[[ Dataset content open ]]
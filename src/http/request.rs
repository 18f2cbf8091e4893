//! Request parsing utilities shared by the route handlers (spec §6.1).

use hyper::{Body, Response, StatusCode, Uri};
use serde::de::DeserializeOwned;

use super::response::json_error;

/// Parses a JSON request body into `T`, returning a ready-to-send 400
/// response on malformed bodies so handlers don't each re-derive one.
pub async fn parse_json_body<T: DeserializeOwned>(body: Body) -> Result<T, Response<Body>> {
    let body_bytes = match hyper::body::to_bytes(body).await {
        Ok(bytes) => bytes,
        Err(err) => {
            tracing::warn!(error = %err, "failed to read request body");
            return Err(json_error(
                StatusCode::BAD_REQUEST,
                "failed to read request body",
            ));
        }
    };

    serde_json::from_slice::<T>(&body_bytes).map_err(|err| {
        tracing::warn!(error = %err, "invalid JSON request body");
        json_error(StatusCode::BAD_REQUEST, "invalid JSON format")
    })
}

/// Yields every `key=value` pair in the query string with `key` URL-decoded
/// and matching `want`, in order. The single shared scan both
/// `get_query_param` and `get_query_params` build on.
fn query_values<'a>(uri: &'a Uri, want: &'a str) -> impl Iterator<Item = String> + 'a {
    uri.query()
        .into_iter()
        .flat_map(|query| query.split('&'))
        .filter_map(|param| param.split_once('='))
        .filter(move |(key, _)| *key == want)
        .filter_map(|(_, value)| urlencoding::decode(value).ok().map(|s| s.into_owned()))
}

/// Extracts a single URL-decoded query parameter's value.
pub fn get_query_param(uri: &Uri, key: &str) -> Option<String> {
    query_values(uri, key).next()
}

/// Extracts every occurrence of a repeated query parameter, in order
/// (spec §6.1, `GET /translate` — repeated `text=…`).
pub fn get_query_params(uri: &Uri, key: &str) -> Vec<String> {
    query_values(uri, key).collect()
}

#[cfg(test)]
mod tests {
    use super::*;
    use hyper::Uri;

    #[test]
    fn get_query_param_basic() {
        let uri: Uri = "/api/test?foo=bar".parse().unwrap();
        assert_eq!(get_query_param(&uri, "foo"), Some("bar".to_string()));
    }

    #[test]
    fn get_query_param_url_encoded() {
        let uri: Uri = "/api/test?path=%2Fhome%2Fuser".parse().unwrap();
        assert_eq!(get_query_param(&uri, "path"), Some("/home/user".to_string()));
    }

    #[test]
    fn get_query_param_not_found() {
        let uri: Uri = "/api/test?foo=bar".parse().unwrap();
        assert_eq!(get_query_param(&uri, "missing"), None);
    }

    #[test]
    fn get_query_params_collects_repeated_keys_in_order() {
        let uri: Uri = "/translate?text=Hello&target_lang=de&text=World".parse().unwrap();
        assert_eq!(
            get_query_params(&uri, "text"),
            vec!["Hello".to_string(), "World".to_string()]
        );
    }

    #[test]
    fn get_query_params_empty_when_absent() {
        let uri: Uri = "/translate?target_lang=de".parse().unwrap();
        assert!(get_query_params(&uri, "text").is_empty());
    }
}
[[ Dataset content closed ]]
Task instructions. Return every record above exactly, line by line.

Written solution.
filename src/http/request.rs
repository 18f2cbf8091e4893
//! Request parsing utilities shared by the route handlers (spec §6.1).

use hyper::{Body, Response, StatusCode, Uri};
use serde::de::DeserializeOwned;

use super::response::json_error;

/// Parses a JSON request body into `T`, returning a ready-to-send 400
/// response on malformed bodies so handlers don't each re-derive one.
pub async fn parse_json_body<T: DeserializeOwned>(body: Body) -> Result<T, Response<Body>> {
    let body_bytes = match hyper::body::to_bytes(body).await {
        Ok(bytes) => bytes,
        Err(err) => {
            tracing::warn!(error = %err, "failed to read request body");
            return Err(json_error(
                StatusCode::BAD_REQUEST,
                "failed to read request body",
            ));
        }
    };

    serde_json::from_slice::<T>(&body_bytes).map_err(|err| {
        tracing::warn!(error = %err, "invalid JSON request body");
        json_error(StatusCode::BAD_REQUEST, "invalid JSON format")
    })
}

/// Yields every `key=value` pair in the query string with `key` URL-decoded
/// and matching `want`, in order. The single shared scan both
/// `get_query_param` and `get_query_params` build on.
fn query_values<'a>(uri: &'a Uri, want: &'a str) -> impl Iterator<Item = String> + 'a {
    uri.query()
        .into_iter()
        .flat_map(|query| query.split('&'))
        .filter_map(|param| param.split_once('='))
        .filter(move |(key, _)| *key == want)
        .filter_map(|(_, value)| urlencoding::decode(value).ok().map(|s| s.into_owned()))
}

/// Extracts a single URL-decoded query parameter's value.
pub fn get_query_param(uri: &Uri, key: &str) -> Option<String> {
    query_values(uri, key).next()
}

/// Extracts every occurrence of a repeated query parameter, in order
/// (spec §6.1, `GET /translate` — repeated `text=…`).
pub fn get_query_params(uri: &Uri, key: &str) -> Vec<String> {
    query_values(uri, key).collect()
}

#[cfg(test)]
mod tests {
    use super::*;
    use hyper::Uri;

    #[test]
    fn get_query_param_basic() {
        let uri: Uri = "/api/test?foo=bar".parse().unwrap();
        assert_eq!(get_query_param(&uri, "foo"), Some("bar".to_string()));
    }

    #[test]
    fn get_query_param_url_encoded() {
        let uri: Uri = "/api/test?path=%2Fhome%2Fuser".parse().unwrap();
        assert_eq!(get_query_param(&uri, "path"), Some("/home/user".to_string()));
    }

    #[test]
    fn get_query_param_not_found() {
        let uri: Uri = "/api/test?foo=bar".parse().unwrap();
        assert_eq!(get_query_param(&uri, "missing"), None);
    }

    #[test]
    fn get_query_params_collects_repeated_keys_in_order() {
        let uri: Uri = "/translate?text=Hello&target_lang=de&text=World".parse().unwrap();
        assert_eq!(
            get_query_params(&uri, "text"),
            vec!["Hello".to_string(), "World".to_string()]
        );
    }

    #[test]
    fn get_query_params_empty_when_absent() {
        let uri: Uri = "/translate?target_lang=de".parse().unwrap();
        assert!(get_query_params(&uri, "text").is_empty());
    }
}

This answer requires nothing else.